──────── Dataset

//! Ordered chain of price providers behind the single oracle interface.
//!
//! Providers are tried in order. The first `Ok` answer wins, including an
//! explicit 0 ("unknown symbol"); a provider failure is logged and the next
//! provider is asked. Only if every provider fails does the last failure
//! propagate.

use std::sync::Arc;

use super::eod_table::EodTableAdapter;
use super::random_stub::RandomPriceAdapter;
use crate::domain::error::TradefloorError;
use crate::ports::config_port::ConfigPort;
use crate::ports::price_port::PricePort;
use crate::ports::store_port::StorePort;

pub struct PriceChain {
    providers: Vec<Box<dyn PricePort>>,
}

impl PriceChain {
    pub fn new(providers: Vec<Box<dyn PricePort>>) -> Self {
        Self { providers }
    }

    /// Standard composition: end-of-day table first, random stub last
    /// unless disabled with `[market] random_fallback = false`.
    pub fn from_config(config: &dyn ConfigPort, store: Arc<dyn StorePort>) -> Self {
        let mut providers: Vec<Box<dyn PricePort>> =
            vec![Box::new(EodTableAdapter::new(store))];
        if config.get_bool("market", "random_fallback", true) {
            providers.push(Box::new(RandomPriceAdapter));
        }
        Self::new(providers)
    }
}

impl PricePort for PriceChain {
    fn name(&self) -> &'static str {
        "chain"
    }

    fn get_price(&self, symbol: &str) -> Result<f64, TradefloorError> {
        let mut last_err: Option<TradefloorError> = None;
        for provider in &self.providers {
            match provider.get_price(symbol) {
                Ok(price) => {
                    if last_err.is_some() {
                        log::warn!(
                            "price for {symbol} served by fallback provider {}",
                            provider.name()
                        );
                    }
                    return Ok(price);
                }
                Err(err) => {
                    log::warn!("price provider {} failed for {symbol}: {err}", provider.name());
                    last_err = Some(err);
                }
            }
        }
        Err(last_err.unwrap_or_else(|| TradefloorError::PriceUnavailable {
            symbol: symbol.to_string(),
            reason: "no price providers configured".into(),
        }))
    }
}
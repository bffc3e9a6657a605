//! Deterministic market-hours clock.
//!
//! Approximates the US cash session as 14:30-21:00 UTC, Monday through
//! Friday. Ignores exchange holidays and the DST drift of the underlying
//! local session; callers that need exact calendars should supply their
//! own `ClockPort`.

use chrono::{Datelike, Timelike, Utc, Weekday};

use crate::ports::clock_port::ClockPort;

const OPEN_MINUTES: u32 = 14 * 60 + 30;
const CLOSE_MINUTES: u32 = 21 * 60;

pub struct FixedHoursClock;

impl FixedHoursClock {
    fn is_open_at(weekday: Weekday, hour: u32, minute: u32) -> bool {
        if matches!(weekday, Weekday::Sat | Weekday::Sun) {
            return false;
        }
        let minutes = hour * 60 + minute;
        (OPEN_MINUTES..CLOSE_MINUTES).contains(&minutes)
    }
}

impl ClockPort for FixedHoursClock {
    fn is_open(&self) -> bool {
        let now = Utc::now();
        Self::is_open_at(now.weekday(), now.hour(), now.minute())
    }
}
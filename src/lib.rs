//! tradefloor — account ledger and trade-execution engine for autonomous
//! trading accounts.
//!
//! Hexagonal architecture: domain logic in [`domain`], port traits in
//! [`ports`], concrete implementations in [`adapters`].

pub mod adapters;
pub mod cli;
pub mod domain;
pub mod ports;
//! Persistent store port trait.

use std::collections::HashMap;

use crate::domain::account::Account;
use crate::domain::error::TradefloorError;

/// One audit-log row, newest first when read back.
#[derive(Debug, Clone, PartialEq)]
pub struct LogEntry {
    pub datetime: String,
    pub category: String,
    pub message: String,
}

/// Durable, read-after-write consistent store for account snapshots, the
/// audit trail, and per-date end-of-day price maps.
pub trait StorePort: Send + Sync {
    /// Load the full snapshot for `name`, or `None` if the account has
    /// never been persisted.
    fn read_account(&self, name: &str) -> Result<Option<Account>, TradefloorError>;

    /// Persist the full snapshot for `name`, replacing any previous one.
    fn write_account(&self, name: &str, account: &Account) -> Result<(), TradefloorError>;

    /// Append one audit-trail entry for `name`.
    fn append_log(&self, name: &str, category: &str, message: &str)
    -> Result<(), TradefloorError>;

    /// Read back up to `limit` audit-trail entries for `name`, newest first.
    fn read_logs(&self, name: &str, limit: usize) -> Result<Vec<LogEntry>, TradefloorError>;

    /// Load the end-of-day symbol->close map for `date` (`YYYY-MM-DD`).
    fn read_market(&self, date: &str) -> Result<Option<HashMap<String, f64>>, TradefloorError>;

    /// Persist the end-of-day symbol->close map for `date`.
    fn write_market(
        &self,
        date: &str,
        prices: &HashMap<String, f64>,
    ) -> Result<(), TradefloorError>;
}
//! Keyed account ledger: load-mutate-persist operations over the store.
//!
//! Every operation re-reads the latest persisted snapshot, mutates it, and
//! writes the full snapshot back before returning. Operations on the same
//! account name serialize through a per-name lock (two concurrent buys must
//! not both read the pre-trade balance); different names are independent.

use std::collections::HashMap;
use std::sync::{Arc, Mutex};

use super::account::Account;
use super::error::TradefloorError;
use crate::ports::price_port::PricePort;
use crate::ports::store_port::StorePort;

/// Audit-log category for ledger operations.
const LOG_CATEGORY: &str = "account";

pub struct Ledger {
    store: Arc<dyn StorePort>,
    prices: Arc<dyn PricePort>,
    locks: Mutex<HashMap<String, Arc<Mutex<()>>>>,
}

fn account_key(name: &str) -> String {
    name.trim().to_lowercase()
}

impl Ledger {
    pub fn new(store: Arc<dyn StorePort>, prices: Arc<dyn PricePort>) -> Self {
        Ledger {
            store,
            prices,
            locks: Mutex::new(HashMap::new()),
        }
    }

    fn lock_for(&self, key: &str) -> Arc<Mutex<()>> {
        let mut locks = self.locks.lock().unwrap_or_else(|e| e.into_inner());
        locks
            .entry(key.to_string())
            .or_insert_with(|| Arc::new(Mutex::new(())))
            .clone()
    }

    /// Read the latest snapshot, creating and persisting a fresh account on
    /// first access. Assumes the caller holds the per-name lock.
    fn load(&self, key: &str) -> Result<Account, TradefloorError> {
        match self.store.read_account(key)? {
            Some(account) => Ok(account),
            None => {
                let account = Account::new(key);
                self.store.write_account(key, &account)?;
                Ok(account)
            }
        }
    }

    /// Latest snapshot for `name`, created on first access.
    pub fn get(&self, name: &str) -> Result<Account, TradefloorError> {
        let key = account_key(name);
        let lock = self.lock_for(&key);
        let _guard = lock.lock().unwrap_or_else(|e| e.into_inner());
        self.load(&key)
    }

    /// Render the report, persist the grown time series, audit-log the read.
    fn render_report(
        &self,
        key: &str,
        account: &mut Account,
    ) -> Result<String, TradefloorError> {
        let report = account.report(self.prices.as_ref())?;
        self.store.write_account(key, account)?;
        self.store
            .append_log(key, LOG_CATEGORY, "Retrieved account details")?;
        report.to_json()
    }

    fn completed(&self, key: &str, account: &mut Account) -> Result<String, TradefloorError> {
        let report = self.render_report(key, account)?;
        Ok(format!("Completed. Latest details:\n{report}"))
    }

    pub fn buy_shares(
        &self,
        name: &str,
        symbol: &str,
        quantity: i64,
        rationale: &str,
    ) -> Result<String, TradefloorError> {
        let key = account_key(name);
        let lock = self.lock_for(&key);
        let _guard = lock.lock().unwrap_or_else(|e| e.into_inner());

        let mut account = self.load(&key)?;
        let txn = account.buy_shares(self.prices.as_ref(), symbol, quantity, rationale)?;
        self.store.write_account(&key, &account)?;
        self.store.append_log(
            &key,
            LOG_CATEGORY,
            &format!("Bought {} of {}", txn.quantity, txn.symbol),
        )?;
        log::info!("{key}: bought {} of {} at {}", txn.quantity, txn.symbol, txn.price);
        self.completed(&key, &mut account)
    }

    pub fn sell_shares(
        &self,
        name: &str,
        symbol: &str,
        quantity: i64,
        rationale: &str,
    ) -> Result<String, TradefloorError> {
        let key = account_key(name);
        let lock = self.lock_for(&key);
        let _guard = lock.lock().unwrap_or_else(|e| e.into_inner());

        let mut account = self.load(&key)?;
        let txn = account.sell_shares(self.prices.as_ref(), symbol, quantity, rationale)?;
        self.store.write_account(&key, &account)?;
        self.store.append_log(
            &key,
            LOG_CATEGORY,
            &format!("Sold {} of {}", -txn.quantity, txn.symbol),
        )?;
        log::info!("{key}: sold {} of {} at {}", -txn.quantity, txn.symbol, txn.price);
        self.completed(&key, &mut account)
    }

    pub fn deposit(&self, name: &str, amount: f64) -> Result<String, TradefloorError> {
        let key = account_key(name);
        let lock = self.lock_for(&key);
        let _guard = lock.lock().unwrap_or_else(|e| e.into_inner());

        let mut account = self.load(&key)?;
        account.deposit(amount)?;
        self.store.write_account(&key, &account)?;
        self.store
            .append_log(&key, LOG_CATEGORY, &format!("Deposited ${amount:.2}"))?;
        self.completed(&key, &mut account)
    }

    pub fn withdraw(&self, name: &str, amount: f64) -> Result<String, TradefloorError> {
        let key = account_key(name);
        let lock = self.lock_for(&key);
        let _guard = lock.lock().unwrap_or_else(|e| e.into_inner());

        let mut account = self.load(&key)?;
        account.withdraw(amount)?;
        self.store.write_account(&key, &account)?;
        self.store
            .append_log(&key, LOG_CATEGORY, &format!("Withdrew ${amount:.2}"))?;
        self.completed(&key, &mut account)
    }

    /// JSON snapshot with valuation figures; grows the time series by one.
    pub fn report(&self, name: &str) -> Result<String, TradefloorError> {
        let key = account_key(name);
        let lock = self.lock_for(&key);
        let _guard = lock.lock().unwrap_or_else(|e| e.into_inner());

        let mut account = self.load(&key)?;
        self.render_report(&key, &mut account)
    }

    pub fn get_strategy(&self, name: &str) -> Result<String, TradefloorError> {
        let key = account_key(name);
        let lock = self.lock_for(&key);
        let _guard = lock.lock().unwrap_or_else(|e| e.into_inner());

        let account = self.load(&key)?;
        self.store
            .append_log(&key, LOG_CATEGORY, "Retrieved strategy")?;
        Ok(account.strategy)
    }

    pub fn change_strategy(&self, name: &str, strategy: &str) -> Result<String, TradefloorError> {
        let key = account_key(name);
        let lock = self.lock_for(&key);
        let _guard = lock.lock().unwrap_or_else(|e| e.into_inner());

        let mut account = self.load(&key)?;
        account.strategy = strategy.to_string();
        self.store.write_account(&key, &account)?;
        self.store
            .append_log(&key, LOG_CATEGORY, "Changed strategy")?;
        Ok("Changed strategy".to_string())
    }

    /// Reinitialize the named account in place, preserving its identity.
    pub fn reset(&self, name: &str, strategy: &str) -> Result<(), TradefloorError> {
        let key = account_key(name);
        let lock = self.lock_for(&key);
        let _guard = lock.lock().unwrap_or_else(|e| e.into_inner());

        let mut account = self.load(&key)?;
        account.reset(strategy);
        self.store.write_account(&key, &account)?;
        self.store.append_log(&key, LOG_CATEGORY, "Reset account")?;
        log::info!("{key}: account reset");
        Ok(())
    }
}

────────────────

- Assignment
Report each line in the entries where the string "through" occurs.

- The completed task
//! Approximates the US cash session as 14:30-21:00 UTC, Monday through
//! account name serialize through a per-name lock (two concurrent buys must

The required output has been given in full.